[Stored items]

────────────────────────────────────────

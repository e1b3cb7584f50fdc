use crate::{
    core::{
        gate, response, Engine, EngineResponse, FailurePolicy, NamespaceLabels, Policy,
        PolicyContext, RuleResponse, RuleStatus, RuleType,
    },
    dispatch::{Dispatcher, Effect, MetricsUpdate, Report},
};
use tracing::{debug, warn};

/// Evaluates enforcing validate policies and image checks.
pub(crate) struct Validation<'a> {
    pub engine: &'a dyn Engine,
    pub namespaces: &'a dyn NamespaceLabels,
    pub dispatcher: &'a Dispatcher,
}

#[derive(Debug)]
pub(crate) struct Validated {
    pub allowed: bool,
    pub message: String,
    pub warnings: Vec<String>,
}

// === impl Validation ===

impl Validation<'_> {
    /// Each response blocks under its own policy's failure policy; the
    /// request is allowed when none does.
    pub(crate) async fn run(
        &self,
        mut ctx: PolicyContext,
        policies: &[Policy],
        image_checks: &[Policy],
    ) -> (PolicyContext, Validated) {
        let mut responses = Vec::with_capacity(policies.len() + image_checks.len());
        for policy in policies {
            if !policy.has_validate() {
                continue;
            }
            ctx.refresh_namespace_labels(self.namespaces);
            match self.engine.validate(policy, &ctx).await {
                Ok(er) => responses.push(er),
                Err(error) if policy.failure_policy() == FailurePolicy::Fail => {
                    warn!(%policy, %error, "Failed to evaluate policy");
                    responses.push(
                        EngineResponse::new(policy.clone(), ctx.resource().clone()).with_rule(
                            RuleResponse::new(
                                policy.name(),
                                RuleType::Validation,
                                RuleStatus::Error,
                                format!("failed to evaluate policy: {error:#}"),
                            ),
                        ),
                    );
                }
                Err(error) => warn!(%policy, %error, "Failed to evaluate policy; ignoring"),
            }
        }
        for policy in image_checks {
            ctx.refresh_namespace_labels(self.namespaces);
            let (er, _) = self.engine.verify_images(policy, &ctx).await;
            responses.push(er);
        }

        let blocking = responses
            .iter()
            .filter(|er| gate::response_blocks(er, er.policy.failure_policy()))
            // Audit-mode denials are only reported.
            .filter(|er| er.is_error() || er.validation_failure_action().is_enforce())
            .cloned()
            .collect::<Vec<_>>();
        let allowed = blocking.is_empty();

        if !ctx.is_resource_deleted() {
            self.dispatcher.submit(Effect::Events {
                responses: responses.clone(),
                blocked: !allowed,
            });
        }
        self.dispatcher
            .submit(Effect::Metrics(MetricsUpdate::Policies {
                operation: ctx.operation.clone(),
                responses: responses.clone(),
            }));

        if !allowed {
            debug!(policies = blocking.len(), "Validation blocked the request");
            let validated = Validated {
                allowed,
                message: response::blocked_message(&blocking),
                warnings: Vec::new(),
            };
            return (ctx, validated);
        }

        let warnings = response::warnings(&responses);
        if !responses.is_empty() {
            self.dispatcher
                .submit(Effect::Reports(Report::Results(responses)));
        }
        let validated = Validated {
            allowed,
            message: String::new(),
            warnings,
        };
        (ctx, validated)
    }
}
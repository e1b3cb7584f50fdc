#![deny(warnings, rust_2018_idioms)]
#![forbid(unsafe_code)]

pub mod context;
pub mod engine;
pub mod gate;
pub mod image;
pub mod lookup;
pub mod patch;
pub mod policy;
pub mod response;
pub mod verdict;

pub use self::{
    context::{AdmissionInfo, BuildError, ContainerImage, PolicyContext, PolicyContextBuilder},
    engine::{Engine, SchemaValidator},
    image::{ImageVerificationMetadata, ImageVerificationStatus},
    lookup::{NamespaceLabels, PolicyCache, RoleBindings},
    patch::PatchSet,
    policy::{Policy, PolicyType},
    response::{EngineResponse, ResourceKey, RuleResponse, RuleStatus, RuleType},
    verdict::Verdict,
};
pub use kyverno_admission_k8s_api::policy::{FailurePolicy, ValidationFailureAction};

/// Kind used by the engine for resources whose kind is not yet known.
pub const WILDCARD_KIND: &str = "*";
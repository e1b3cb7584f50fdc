use crate::{
    core::{
        patch::annotation_patches, response, Engine, EngineResponse, FailurePolicy,
        NamespaceLabels, PatchSet, Policy, PolicyContext, SchemaValidator, WILDCARD_KIND,
    },
    dispatch::{Dispatcher, Effect, MetricsUpdate},
};
use anyhow::{bail, Result};
use kube::core::admission::Operation;
use serde_json::Value;
use tracing::{debug, info, warn};

/// Applies mutate policies in order, each to the output of the previous one.
pub(crate) struct Mutation<'a> {
    pub engine: &'a dyn Engine,
    pub schema: &'a dyn SchemaValidator,
    pub namespaces: &'a dyn NamespaceLabels,
    pub dispatcher: &'a Dispatcher,
}

#[derive(Debug, Default)]
pub(crate) struct Mutated {
    pub patches: PatchSet,
    pub warnings: Vec<String>,
}

// === impl Mutation ===

impl Mutation<'_> {
    /// Runs every policy against the context and returns the context with its
    /// resource advanced past every emitted patch.
    ///
    /// The first policy that fails to apply aborts the stage: no partial
    /// mutation is ever admitted.
    pub(crate) async fn run(
        &self,
        mut ctx: PolicyContext,
        policies: &[Policy],
    ) -> Result<(PolicyContext, Mutated)> {
        if policies.is_empty() {
            return Ok((ctx, Mutated::default()));
        }
        if ctx.operation == Operation::Update && ctx.is_resource_deleted() {
            debug!("Resource is being deleted; skipping mutation");
            return Ok((ctx, Mutated::default()));
        }
        let deleting = ctx.is_resource_deleted();

        let mut patches = PatchSet::default();
        let mut responses = Vec::<EngineResponse>::new();
        for policy in policies {
            if !policy.has_mutate() {
                continue;
            }
            ctx.refresh_namespace_labels(self.namespaces);

            let er = match self.engine.mutate(policy, &ctx).await {
                Ok(er) => er,
                Err(error) if policy.failure_policy() == FailurePolicy::Fail => {
                    bail!("failed to apply policy {}: {error:#}", policy.name());
                }
                Err(error) => {
                    warn!(%policy, %error, "Failed to evaluate policy; ignoring");
                    continue;
                }
            };

            if !deleting && !er.is_successful() {
                bail!(
                    "failed to apply policy {} rules [{}]",
                    policy.name(),
                    er.failed_rules().join(" ")
                );
            }

            let patch = er.patches();
            if !patch.0.is_empty() {
                info!(%policy, rules = ?er.success_rules(), "Applied mutation rules");
                patches.push(patch);
            }
            ctx.advance(er.patched_resource.clone());

            let kind = str_field(&ctx.new_resource, "kind");
            if kind != WILDCARD_KIND {
                let api_version = str_field(&ctx.new_resource, "apiVersion");
                if let Err(error) =
                    self.schema
                        .validate_resource(&ctx.new_resource, api_version, kind)
                {
                    bail!(
                        "failed to validate resource mutated by policy {}: {error:#}",
                        policy.name()
                    );
                }
            }
            responses.push(er);
        }

        // Rules that changed the resource are recorded on it, after every
        // functional patch.
        match annotation_patches(&responses, &ctx.new_resource) {
            Ok(None) => {}
            Ok(Some(patch)) => {
                let mut resource = ctx.new_resource.clone();
                match json_patch::patch(&mut resource, &patch.0) {
                    Ok(()) => {
                        patches.push(patch);
                        ctx.advance(resource);
                    }
                    Err(error) => warn!(%error, "Failed to annotate mutated resource"),
                }
            }
            Err(error) => warn!(%error, "Failed to build annotation patches"),
        }

        if !deleting {
            self.dispatcher.submit(Effect::Events {
                responses: responses.clone(),
                blocked: false,
            });
        }
        let warnings = response::warnings(&responses);
        self.dispatcher
            .submit(Effect::Metrics(MetricsUpdate::Policies {
                operation: ctx.operation.clone(),
                responses,
            }));

        Ok((ctx, Mutated { patches, warnings }))
    }
}

fn str_field<'v>(resource: &'v Value, field: &str) -> &'v str {
    resource.get(field).and_then(Value::as_str).unwrap_or_default()
}
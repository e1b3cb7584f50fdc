use json_patch::Patch;
use kube::core::{
    admission::{AdmissionRequest, AdmissionResponse},
    DynamicObject,
};
use tracing::warn;

/// The single decision returned for an admission request.
#[derive(Clone, Debug, PartialEq)]
pub struct Verdict {
    allowed: bool,
    patch: Option<Patch>,
    warnings: Vec<String>,
    message: String,
}

// === impl Verdict ===

impl Verdict {
    pub fn allow() -> Self {
        Self {
            allowed: true,
            patch: None,
            warnings: Vec::new(),
            message: String::new(),
        }
    }

    /// A denial. Denials never carry a patch and always carry a message.
    pub fn deny(message: impl ToString) -> Self {
        let mut message = message.to_string();
        if message.trim().is_empty() {
            message = "admission request denied".to_string();
        }
        Self {
            allowed: false,
            patch: None,
            warnings: Vec::new(),
            message,
        }
    }

    /// Attaches a patch to an allowed verdict. Ignored for denials, and an
    /// empty patch is recorded as no patch.
    pub fn with_patch(mut self, patch: Option<Patch>) -> Self {
        if self.allowed {
            self.patch = patch.filter(|p| !p.0.is_empty());
        }
        self
    }

    pub fn with_warnings(mut self, warnings: Vec<String>) -> Self {
        self.warnings = warnings;
        self
    }

    pub fn is_allowed(&self) -> bool {
        self.allowed
    }

    pub fn patch(&self) -> Option<&Patch> {
        self.patch.as_ref()
    }

    pub fn warnings(&self) -> &[String] {
        &self.warnings
    }

    pub fn message(&self) -> &str {
        &self.message
    }

    pub fn into_response(self, req: &AdmissionRequest<DynamicObject>) -> AdmissionResponse {
        let mut rsp = AdmissionResponse::from(req);
        if !self.warnings.is_empty() {
            rsp.warnings = Some(self.warnings);
        }
        if !self.allowed {
            return rsp.deny(self.message);
        }
        match self.patch {
            None => rsp,
            Some(patch) => match rsp.clone().with_patch(patch) {
                Ok(rsp) => rsp,
                Err(error) => {
                    warn!(%error, "Failed to encode patch");
                    rsp.deny(format!("failed to encode patch: {error}"))
                }
            },
        }
    }
}
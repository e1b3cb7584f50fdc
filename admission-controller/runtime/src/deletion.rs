use crate::{
    k8s::{
        labels::{MANAGED_BY, MANAGED_BY_KYVERNO, UPDATE_REQUEST_NAME},
        update_request::{RequestType, UPDATION_TIME_ANNOTATION},
    },
    update_requests::UpdateRequests,
};
use anyhow::{Context, Result};
use serde_json::Value;
use tracing::debug;

/// Refreshes the update request that generated a deleted resource, so that
/// the background controller recreates it.
///
/// Only resources managed by Kyverno are considered. Requests for mutations
/// of existing resources are left untouched.
pub(crate) async fn handle(
    update_requests: &dyn UpdateRequests,
    old_object: &Value,
    now: impl ToString,
) -> Result<()> {
    let label = |key: &str| {
        old_object
            .pointer("/metadata/labels")
            .and_then(|labels| labels.get(key))
            .and_then(Value::as_str)
    };
    if label(MANAGED_BY) != Some(MANAGED_BY_KYVERNO) {
        return Ok(());
    }
    let Some(name) = label(UPDATE_REQUEST_NAME) else {
        debug!("Managed resource does not name an update request");
        return Ok(());
    };

    let ur = update_requests
        .get(name)
        .await
        .with_context(|| format!("failed to get update request {name}"))?;
    let Some(ur) = ur else {
        debug!(%name, "Update request not found");
        return Ok(());
    };
    if ur.spec.request_type == RequestType::Mutate {
        return Ok(());
    }

    update_requests
        .annotate(name, UPDATION_TIME_ANNOTATION, &now.to_string())
        .await
        .with_context(|| format!("failed to annotate update request {name}"))
}
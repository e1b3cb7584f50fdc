//! Read-only views of cluster state consumed by the admission pipeline.
//!
//! Implementations are expected to be backed by warm caches; lookups never
//! block on the network.

use crate::policy::{Policy, PolicyType};
use kyverno_admission_k8s_api::Labels;

/// Returns the policies of a category that apply to a kind in a namespace.
///
/// Implementations must return policies in a stable order: image verification
/// metadata is merged in this order.
pub trait PolicyCache: Send + Sync {
    fn get_policies(&self, policy_type: PolicyType, kind: &str, namespace: Option<&str>)
        -> Vec<Policy>;
}

pub trait NamespaceLabels: Send + Sync {
    /// The labels of `namespace`, or `None` if it is not known.
    fn labels(&self, namespace: &str) -> Option<Labels>;
}

pub trait RoleBindings: Send + Sync {
    /// Resolves the roles and cluster roles bound to a user or any of its
    /// groups. Role bindings are only considered in `namespace`.
    fn roles(
        &self,
        username: &str,
        groups: &[String],
        namespace: Option<&str>,
    ) -> (Vec<String>, Vec<String>);
}
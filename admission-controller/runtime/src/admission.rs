use crate::{cleanup, core::Verdict, handlers::Handlers};
use futures::future;
use http_body_util::BodyExt;
use hyper::{http, Request, Response};
use kube::core::DynamicObject;
use std::time::Duration;
use thiserror::Error;
use tokio::time;
use tracing::{debug, trace, warn};

/// Serves the admission webhooks.
#[derive(Clone)]
pub struct Admission {
    handlers: Handlers,
    timeout: Duration,
}

#[derive(Debug, Error)]
pub enum Error {
    #[error("failed to read request body: {0}")]
    Request(#[from] hyper::Error),

    #[error("failed to encode json response: {0}")]
    Json(#[from] serde_json::Error),
}

#[derive(Copy, Clone, Debug, PartialEq, Eq)]
pub(crate) enum Route {
    Mutate,
    Validate,
    CleanupPolicy,
}

type Review = kube::core::admission::AdmissionReview<DynamicObject>;
type AdmissionRequest = kube::core::admission::AdmissionRequest<DynamicObject>;
type AdmissionResponse = kube::core::admission::AdmissionResponse;
type AdmissionReview = kube::core::admission::AdmissionReview<DynamicObject>;

type Body = http_body_util::Full<bytes::Bytes>;

// === impl AdmissionService ===

impl tower::Service<Request<hyper::body::Incoming>> for Admission {
    type Response = Response<Body>;
    type Error = Error;
    type Future = future::BoxFuture<'static, Result<Response<Body>, Error>>;

    fn poll_ready(
        &mut self,
        _cx: &mut std::task::Context<'_>,
    ) -> std::task::Poll<std::result::Result<(), Self::Error>> {
        std::task::Poll::Ready(Ok(()))
    }

    fn call(&mut self, req: Request<hyper::body::Incoming>) -> Self::Future {
        trace!(?req);
        let route = match Route::from_request(req.method(), req.uri().path()) {
            Some(route) => route,
            None => {
                return Box::pin(future::ok(
                    Response::builder()
                        .status(http::StatusCode::NOT_FOUND)
                        .body(Body::default())
                        .expect("not found response must be valid"),
                ))
            }
        };

        let admission = self.clone();
        Box::pin(async move {
            use bytes::Buf;
            let bytes = req.into_body().collect().await?.to_bytes();
            let review: Review = match serde_json::from_reader(bytes.reader()) {
                Ok(review) => review,
                Err(error) => {
                    warn!(%error, "Failed to parse request body");
                    return json_response(AdmissionResponse::invalid(error).into_review());
                }
            };
            trace!(?review);

            let rsp = match review.try_into() {
                Ok(req) => {
                    debug!(?req);
                    admission.admit(route, req).await
                }
                Err(error) => {
                    warn!(%error, "Invalid admission request");
                    AdmissionResponse::invalid(error)
                }
            };
            debug!(?rsp);
            json_response(rsp.into_review())
        })
    }
}

impl Admission {
    pub fn new(handlers: Handlers, timeout: Duration) -> Self {
        Self { handlers, timeout }
    }

    /// Computes the verdict of a webhook, denying the request when it cannot
    /// be reached in time. Side effects that were already submitted still run.
    pub(crate) async fn admit(self, route: Route, req: AdmissionRequest) -> AdmissionResponse {
        let verdict = match route {
            Route::CleanupPolicy => cleanup::validate(&req),
            Route::Mutate => self.within_timeout(self.handlers.mutate(&req)).await,
            Route::Validate => self.within_timeout(self.handlers.validate(&req)).await,
        };
        verdict.into_response(&req)
    }

    async fn within_timeout(&self, verdict: impl std::future::Future<Output = Verdict>) -> Verdict {
        match time::timeout(self.timeout, verdict).await {
            Ok(verdict) => verdict,
            Err(_) => {
                warn!(timeout = ?self.timeout, "Admission request timed out");
                Verdict::deny(format!(
                    "admission request timed out after {}ms",
                    self.timeout.as_millis()
                ))
            }
        }
    }
}

// === impl Route ===

impl Route {
    fn from_request(method: &http::Method, path: &str) -> Option<Self> {
        if method != http::Method::POST {
            return None;
        }
        match path {
            "/mutate" => Some(Self::Mutate),
            "/validate" => Some(Self::Validate),
            "/cleanuppolicy/validate" => Some(Self::CleanupPolicy),
            _ => None,
        }
    }
}

fn json_response(rsp: AdmissionReview) -> Result<Response<Body>, Error> {
    let bytes = serde_json::to_vec(&rsp)?;
    Ok(Response::builder()
        .status(http::StatusCode::OK)
        .header(http::header::CONTENT_TYPE, "application/json")
        .body(Body::from(bytes))
        .expect("admission review response must be valid"))
}
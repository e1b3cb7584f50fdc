use crate::patch;
use json_patch::Patch;
use serde::{Deserialize, Serialize};
use serde_json::Value;
use std::collections::BTreeMap;

/// Records, on the admitted resource, which images were verified.
pub const VERIFY_IMAGES_ANNOTATION: &str = "kyverno.io/verify-images";

/// The verification outcome of each image of a resource, keyed by image
/// reference.
#[derive(Clone, Debug, Default, PartialEq, Eq, Serialize, Deserialize)]
#[serde(transparent)]
pub struct ImageVerificationMetadata(BTreeMap<String, ImageVerificationStatus>);

#[derive(Copy, Clone, Debug, PartialEq, Eq, Serialize, Deserialize)]
#[serde(rename_all = "lowercase")]
pub enum ImageVerificationStatus {
    Pass,
    Fail,
    Skip,
}

// === impl ImageVerificationMetadata ===

impl ImageVerificationMetadata {
    pub fn add(&mut self, image: impl Into<String>, status: ImageVerificationStatus) {
        self.0.insert(image.into(), status);
    }

    pub fn get(&self, image: &str) -> Option<ImageVerificationStatus> {
        self.0.get(image).copied()
    }

    /// Folds `other` into this set. An image present in both takes the status
    /// from `other`.
    pub fn merge(&mut self, other: ImageVerificationMetadata) {
        self.0.extend(other.0);
    }

    pub fn is_empty(&self) -> bool {
        self.0.is_empty()
    }

    pub fn len(&self) -> usize {
        self.0.len()
    }

    /// Builds the patch that records this metadata in the resource's
    /// annotations.
    pub fn patches(&self, resource: &Value) -> serde_json::Result<Patch> {
        let value = serde_json::to_string(&self.0)?;
        let op = patch::set_annotation(resource, VERIFY_IMAGES_ANNOTATION, value)?;
        Ok(Patch(vec![op]))
    }
}

impl FromIterator<(String, ImageVerificationStatus)> for ImageVerificationMetadata {
    fn from_iter<T: IntoIterator<Item = (String, ImageVerificationStatus)>>(iter: T) -> Self {
        Self(iter.into_iter().collect())
    }
}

────────────────────────────────────────

:: THE TASK ::
Each line in which the string "bytes" is found must be copied from the data.

:: EXERCISE RESULT ::
type Body = http_body_util::Full<bytes::Bytes>;
            use bytes::Buf;
            let bytes = req.into_body().collect().await?.to_bytes();
            let review: Review = match serde_json::from_reader(bytes.reader()) {
    let bytes = serde_json::to_vec(&rsp)?;
        .body(Body::from(bytes))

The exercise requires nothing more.